Brief ▸ Return the records that follow, matching each one exactly.

*** Opening Dataset extract ***

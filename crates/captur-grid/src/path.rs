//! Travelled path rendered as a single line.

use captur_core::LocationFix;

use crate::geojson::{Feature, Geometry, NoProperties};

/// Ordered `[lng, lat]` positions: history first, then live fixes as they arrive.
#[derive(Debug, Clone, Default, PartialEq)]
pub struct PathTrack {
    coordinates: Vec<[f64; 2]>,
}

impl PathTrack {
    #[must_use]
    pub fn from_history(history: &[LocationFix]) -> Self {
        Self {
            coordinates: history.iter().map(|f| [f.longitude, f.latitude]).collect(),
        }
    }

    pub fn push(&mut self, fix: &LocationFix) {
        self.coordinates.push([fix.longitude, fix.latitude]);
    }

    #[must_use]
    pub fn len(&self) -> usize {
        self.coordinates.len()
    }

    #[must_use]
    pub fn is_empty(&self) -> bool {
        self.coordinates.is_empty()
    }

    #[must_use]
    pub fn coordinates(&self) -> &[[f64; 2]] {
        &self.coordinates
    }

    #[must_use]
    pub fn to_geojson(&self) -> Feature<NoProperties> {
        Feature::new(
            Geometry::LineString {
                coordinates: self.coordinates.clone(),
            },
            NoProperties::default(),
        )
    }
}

*** Closing Dataset extract ***

Expected output ▸
filename crates/captur-grid/src/path.rs
//! Travelled path rendered as a single line.

use captur_core::LocationFix;

use crate::geojson::{Feature, Geometry, NoProperties};

/// Ordered `[lng, lat]` positions: history first, then live fixes as they arrive.
#[derive(Debug, Clone, Default, PartialEq)]
pub struct PathTrack {
    coordinates: Vec<[f64; 2]>,
}

impl PathTrack {
    #[must_use]
    pub fn from_history(history: &[LocationFix]) -> Self {
        Self {
            coordinates: history.iter().map(|f| [f.longitude, f.latitude]).collect(),
        }
    }

    pub fn push(&mut self, fix: &LocationFix) {
        self.coordinates.push([fix.longitude, fix.latitude]);
    }

    #[must_use]
    pub fn len(&self) -> usize {
        self.coordinates.len()
    }

    #[must_use]
    pub fn is_empty(&self) -> bool {
        self.coordinates.is_empty()
    }

    #[must_use]
    pub fn coordinates(&self) -> &[[f64; 2]] {
        &self.coordinates
    }

    #[must_use]
    pub fn to_geojson(&self) -> Feature<NoProperties> {
        Feature::new(
            Geometry::LineString {
                coordinates: self.coordinates.clone(),
            },
            NoProperties::default(),
        )
    }
}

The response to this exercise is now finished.